• [Data excerpts]
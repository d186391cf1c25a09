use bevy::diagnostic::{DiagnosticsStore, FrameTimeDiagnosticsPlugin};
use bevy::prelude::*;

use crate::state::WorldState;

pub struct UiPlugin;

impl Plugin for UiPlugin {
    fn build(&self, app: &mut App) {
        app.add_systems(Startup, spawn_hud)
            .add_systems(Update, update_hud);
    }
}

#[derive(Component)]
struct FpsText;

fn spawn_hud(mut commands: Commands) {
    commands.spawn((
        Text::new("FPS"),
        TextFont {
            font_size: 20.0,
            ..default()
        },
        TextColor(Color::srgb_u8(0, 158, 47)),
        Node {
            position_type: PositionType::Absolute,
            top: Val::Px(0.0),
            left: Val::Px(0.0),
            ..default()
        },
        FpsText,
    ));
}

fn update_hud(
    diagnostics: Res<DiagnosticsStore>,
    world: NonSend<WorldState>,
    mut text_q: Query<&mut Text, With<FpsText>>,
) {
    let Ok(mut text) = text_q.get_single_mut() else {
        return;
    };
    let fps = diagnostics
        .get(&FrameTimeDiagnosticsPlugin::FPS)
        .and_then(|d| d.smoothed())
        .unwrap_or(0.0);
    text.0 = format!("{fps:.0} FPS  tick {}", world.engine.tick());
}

• [Task to carry out] In the records above, find each line with the string "WorldState" and list it.

• [Solution to the exercise]
use crate::state::WorldState;
    world: NonSend<WorldState>,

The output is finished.